Eilig ordnet er die Platten neu.
Am Straßenrand steht ein Anhalter in merkwürdiger Kleidung: dunkle Hose und hochgeschlossene Jacke (indisch), eine Turban ähnliche Strickmütze verdeckt langes Haar: Fidelitas ist gut gelandet, wenn auch mit spektakulärem Knall.
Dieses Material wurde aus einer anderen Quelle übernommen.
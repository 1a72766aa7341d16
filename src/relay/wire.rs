//! JSON bodies exchanged with an HTTP relay
//!
//! Field names follow the Safe transaction service (`camelCase`, amounts as
//! decimal strings, bytes as `0x` hex). `method` is an optional extra carried
//! alongside the call data; records from a service that does not echo it are
//! rebuilt from the call data alone.

use crate::account::ExecutionReceipt;
use crate::core::{
    Address, Endorsement, MethodSignature, Operation, SafeTxParams, TransactionIntent,
    TransactionProposal,
};
use crate::crypto::{decode_hex, ShortHex, Signature, TxHash};
use crate::relay::{ProposalRecord, RecordStatus};
use chrono::{DateTime, Utc};
use serde::{Deserialize, Serialize};
use thiserror::Error;

/// A body that could not be turned back into domain types
#[derive(Error, Debug, Clone, PartialEq, Eq)]
pub enum WireError {
    #[error("Invalid field {field}: {reason}")]
    InvalidField { field: &'static str, reason: String },
}

fn invalid(field: &'static str, reason: impl ToString) -> WireError {
    WireError::InvalidField {
        field,
        reason: reason.to_string(),
    }
}

/// Transaction fields shared by requests and responses
#[derive(Debug, Clone, PartialEq, Eq, Serialize, Deserialize)]
#[serde(rename_all = "camelCase")]
pub struct SafeTxFields {
    pub to: Address,
    pub value: String,
    pub data: Option<String>,
    pub operation: u8,
    pub safe_tx_gas: u64,
    pub base_gas: u64,
    pub gas_price: String,
    pub gas_token: Address,
    pub refund_receiver: Address,
    pub nonce: u64,
    #[serde(default, skip_serializing_if = "Option::is_none")]
    pub method: Option<String>,
}

impl SafeTxFields {
    pub fn from_proposal(proposal: &TransactionProposal) -> Self {
        let data = if proposal.intent.data.is_empty() {
            None
        } else {
            Some(format!("0x{}", hex::encode(&proposal.intent.data)))
        };
        Self {
            to: proposal.intent.target,
            value: proposal.intent.value.to_string(),
            data,
            operation: proposal.params.operation.as_u8(),
            safe_tx_gas: proposal.params.safe_tx_gas,
            base_gas: proposal.params.base_gas,
            gas_price: proposal.params.gas_price.to_string(),
            gas_token: proposal.params.gas_token,
            refund_receiver: proposal.params.refund_receiver,
            nonce: proposal.nonce,
            method: proposal.intent.method.as_ref().map(ToString::to_string),
        }
    }

    /// Rebuild the proposal; the hash is recomputed from the fields
    pub fn to_proposal(&self, account: Address, chain_id: u64) -> Result<TransactionProposal, WireError> {
        let data = match &self.data {
            Some(hex) => decode_hex(hex).map_err(|e| invalid("data", e))?,
            None => Vec::new(),
        };
        let method = match self.method.as_deref().map(str::trim) {
            Some(text) if !text.is_empty() => {
                let method: MethodSignature = text.parse().map_err(|e| invalid("method", e))?;
                if data.get(..4) != Some(&method.selector()[..]) {
                    return Err(invalid(
                        "method",
                        format!("{} does not match the call data selector", method),
                    ));
                }
                Some(method)
            }
            _ => None,
        };
        let value = self.value.parse().map_err(|e| invalid("value", e))?;
        let gas_price = self.gas_price.parse().map_err(|e| invalid("gasPrice", e))?;
        let operation = Operation::from_u8(self.operation)
            .ok_or_else(|| invalid("operation", format!("unknown operation {}", self.operation)))?;

        let intent = TransactionIntent {
            target: self.to,
            method,
            data,
            value,
        };
        let params = SafeTxParams {
            operation,
            safe_tx_gas: self.safe_tx_gas,
            base_gas: self.base_gas,
            gas_price,
            gas_token: self.gas_token,
            refund_receiver: self.refund_receiver,
        };
        Ok(TransactionProposal::new(intent, params, account, self.nonce, chain_id))
    }
}

/// Body of `POST /api/v1/safes/{account}/multisig-transactions/`
#[derive(Debug, Clone, Serialize, Deserialize)]
#[serde(rename_all = "camelCase")]
pub struct ProposeRequest {
    #[serde(flatten)]
    pub tx: SafeTxFields,
    pub contract_transaction_hash: TxHash,
    pub sender: Address,
    pub signature: Signature,
    pub origin: Option<String>,
}

impl ProposeRequest {
    pub fn new(proposal: &TransactionProposal, endorsement: &Endorsement) -> Self {
        Self {
            tx: SafeTxFields::from_proposal(proposal),
            contract_transaction_hash: proposal.hash,
            sender: endorsement.signer,
            signature: endorsement.signature,
            origin: Some(env!("CARGO_PKG_NAME").to_string()),
        }
    }

    /// Proposal and initial endorsement as sent; the proposal keeps the sender's hash
    pub fn into_parts(
        self,
        account: Address,
        chain_id: u64,
    ) -> Result<(TransactionProposal, Endorsement), WireError> {
        let mut proposal = self.tx.to_proposal(account, chain_id)?;
        proposal.hash = self.contract_transaction_hash;
        let endorsement = Endorsement::new(proposal.hash, self.sender, self.signature);
        Ok((proposal, endorsement))
    }
}

/// Body of `POST /api/v1/multisig-transactions/{hash}/confirmations/`
#[derive(Debug, Clone, Serialize, Deserialize)]
pub struct ConfirmRequest {
    pub signature: Signature,
}

#[derive(Debug, Clone, Serialize, Deserialize)]
#[serde(rename_all = "camelCase")]
pub struct ConfirmationResponse {
    pub owner: Address,
    pub signature: Signature,
    pub submission_date: DateTime<Utc>,
}

/// A stored multisig transaction as returned by the relay
#[derive(Debug, Clone, Serialize, Deserialize)]
#[serde(rename_all = "camelCase")]
pub struct MultisigTransactionResponse {
    pub safe: Address,
    #[serde(flatten)]
    pub tx: SafeTxFields,
    pub safe_tx_hash: TxHash,
    pub submission_date: DateTime<Utc>,
    pub modified: DateTime<Utc>,
    pub is_executed: bool,
    pub is_successful: Option<bool>,
    pub transaction_hash: Option<String>,
    pub execution_date: Option<DateTime<Utc>>,
    pub failure_reason: Option<String>,
    pub confirmations: Vec<ConfirmationResponse>,
}

impl MultisigTransactionResponse {
    pub fn from_record(record: &ProposalRecord) -> Self {
        let confirmations = record
            .endorsements
            .iter()
            .map(|e| ConfirmationResponse {
                owner: e.signer,
                signature: e.signature,
                submission_date: record.submitted_at,
            })
            .collect();

        let (is_executed, is_successful, transaction_hash, execution_date, failure_reason) =
            match &record.status {
                RecordStatus::Pending => (false, None, None, None, None),
                RecordStatus::Executed { receipt } => (
                    true,
                    Some(true),
                    Some(receipt.receipt_id.clone()),
                    Some(receipt.executed_at),
                    None,
                ),
                RecordStatus::Failed { reason } => {
                    (true, Some(false), None, None, Some(reason.clone()))
                }
            };

        Self {
            safe: record.proposal.account,
            tx: SafeTxFields::from_proposal(&record.proposal),
            safe_tx_hash: record.proposal.hash,
            submission_date: record.submitted_at,
            modified: record.updated_at,
            is_executed,
            is_successful,
            transaction_hash,
            execution_date,
            failure_reason,
            confirmations,
        }
    }

    /// Rebuild the record; the relay's hash is kept even if it disagrees with
    /// the locally computed one
    pub fn into_record(self, chain_id: u64) -> Result<ProposalRecord, WireError> {
        let mut proposal = self.tx.to_proposal(self.safe, chain_id)?;
        if proposal.hash != self.safe_tx_hash {
            log::warn!(
                "Relay hash {} differs from local hash {} for nonce {}",
                self.safe_tx_hash.short(),
                proposal.hash.short(),
                proposal.nonce
            );
            proposal.hash = self.safe_tx_hash;
        }

        let mut confirmations = self.confirmations;
        confirmations.sort_by_key(|c| c.submission_date);
        let endorsements = confirmations
            .into_iter()
            .map(|c| Endorsement::new(self.safe_tx_hash, c.owner, c.signature))
            .collect();

        let status = if let Some(reason) = self.failure_reason {
            RecordStatus::Failed { reason }
        } else if self.is_executed && self.is_successful != Some(false) {
            RecordStatus::Executed {
                receipt: ExecutionReceipt {
                    receipt_id: self.transaction_hash.unwrap_or_default(),
                    proposal_hash: self.safe_tx_hash,
                    account: self.safe,
                    nonce: proposal.nonce,
                    executed_at: self.execution_date.unwrap_or(self.modified),
                },
            }
        } else if self.is_executed {
            RecordStatus::Failed {
                reason: "execution failed".to_string(),
            }
        } else {
            RecordStatus::Pending
        };

        Ok(ProposalRecord {
            proposal,
            endorsements,
            status,
            submitted_at: self.submission_date,
            updated_at: self.modified,
        })
    }
}

/// Paginated list wrapper
#[derive(Debug, Clone, Serialize, Deserialize)]
pub struct Page<T> {
    pub count: usize,
    pub next: Option<String>,
    pub results: Vec<T>,
}

#[cfg(test)]
mod tests {
    use super::*;
    use crate::core::build_from_strings;
    use crate::crypto::KeyPair;

    fn record() -> (ProposalRecord, KeyPair) {
        let kp = KeyPair::generate();
        let intent = build_from_strings(
            "0x2dd0849e27b78cb66e144a50105e785cfd815eaa",
            "transfer(address,uint256)",
            &[
                "0xfB6916095ca1df60bB79Ce92cE3Ea74c37c5d359".to_string(),
                "1000".to_string(),
            ],
            None,
        )
        .unwrap();
        let proposal = TransactionProposal::new(
            intent,
            SafeTxParams::default(),
            Address::repeat_byte(0x42),
            7,
            5,
        );
        let endorsement = Endorsement::new(
            proposal.hash,
            kp.address(),
            kp.sign_hash(&proposal.hash).unwrap(),
        );
        (ProposalRecord::new(proposal, endorsement), kp)
    }

    #[test]
    fn test_response_rebuilds_record() {
        let (record, kp) = record();
        let json = serde_json::to_value(MultisigTransactionResponse::from_record(&record)).unwrap();
        assert_eq!(json["nonce"], 7);
        assert_eq!(json["value"], "0");
        assert_eq!(json["method"], "transfer(address,uint256)");
        assert_eq!(json["isExecuted"], false);

        let response: MultisigTransactionResponse = serde_json::from_value(json).unwrap();
        let rebuilt = response.into_record(5).unwrap();
        assert_eq!(rebuilt.proposal, record.proposal);
        assert_eq!(rebuilt.signers(), vec![kp.address()]);
        assert!(rebuilt.is_pending());
    }

    #[test]
    fn test_relay_hash_wins() {
        let (record, _) = record();
        let response = MultisigTransactionResponse::from_record(&record);
        // Rebuilding on another chain gives another local hash
        let rebuilt = response.into_record(1).unwrap();
        assert_eq!(rebuilt.proposal.hash, record.proposal.hash);
        assert!(!rebuilt.proposal.verify_hash());
    }

    #[test]
    fn test_propose_request_parts() {
        let (record, kp) = record();
        let request = ProposeRequest::new(&record.proposal, &record.endorsements[0]);
        let json = serde_json::to_string(&request).unwrap();
        assert!(json.contains("contractTransactionHash"));
        assert!(json.contains("safeTxGas"));

        let request: ProposeRequest = serde_json::from_str(&json).unwrap();
        let (proposal, endorsement) = request.into_parts(Address::repeat_byte(0x42), 5).unwrap();
        assert_eq!(proposal, record.proposal);
        assert_eq!(endorsement.signer, kp.address());
        assert!(endorsement.is_authentic());
    }

    #[test]
    fn test_record_without_method_rebuilds_from_data() {
        let (record, kp) = record();
        let mut json =
            serde_json::to_value(MultisigTransactionResponse::from_record(&record)).unwrap();
        json.as_object_mut().unwrap().remove("method");

        let response: MultisigTransactionResponse = serde_json::from_value(json).unwrap();
        assert_eq!(response.tx.method, None);
        let rebuilt = response.into_record(5).unwrap();
        assert_eq!(rebuilt.proposal.intent.method, None);
        assert_eq!(rebuilt.proposal.intent.data, record.proposal.intent.data);
        assert_eq!(rebuilt.proposal.hash, record.proposal.hash);
        assert!(rebuilt.proposal.verify_hash());
        assert_eq!(rebuilt.proposal.intent.describe_call(), "0xa9059cbb");
        assert_eq!(rebuilt.signers(), vec![kp.address()]);

        let fields = SafeTxFields::from_proposal(&rebuilt.proposal);
        assert!(!serde_json::to_string(&fields).unwrap().contains("method"));
    }

    #[test]
    fn test_invalid_fields() {
        let (record, _) = record();
        let mut fields = SafeTxFields::from_proposal(&record.proposal);
        fields.operation = 4;
        assert!(matches!(
            fields.to_proposal(Address::ZERO, 5),
            Err(WireError::InvalidField { field: "operation", .. })
        ));

        let mut fields = SafeTxFields::from_proposal(&record.proposal);
        fields.value = "lots".to_string();
        assert!(matches!(
            fields.to_proposal(Address::ZERO, 5),
            Err(WireError::InvalidField { field: "value", .. })
        ));

        let mut fields = SafeTxFields::from_proposal(&record.proposal);
        fields.method = Some("pause()".to_string());
        assert!(matches!(
            fields.to_proposal(Address::ZERO, 5),
            Err(WireError::InvalidField { field: "method", .. })
        ));
    }
}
Ihr winkendes Handzeichen ist für einen Anhalter eher untypisch.
„Keine Zeit, nächstes Mal“, ruft Mehmet dem Typen zu, steigt in seinen Transporter und rast davon.
Nach ein paar hundert Metern, im spärlichen Licht einer auch tagsüber brennenden Bogenlampe, steht schon wieder ein Anhalter. Sieht genauso aus, wie der von gerade eben. Gleiche Mütze, dieselbe Kleidung. Und macht wieder die Handbewegung, die für einen Anhalter untypisch ist. Könnte ein Gruß sein, oder eine Art Segen, ähnlich dem, wie ihn der Papst an Ostern im Fernsehen vorführt.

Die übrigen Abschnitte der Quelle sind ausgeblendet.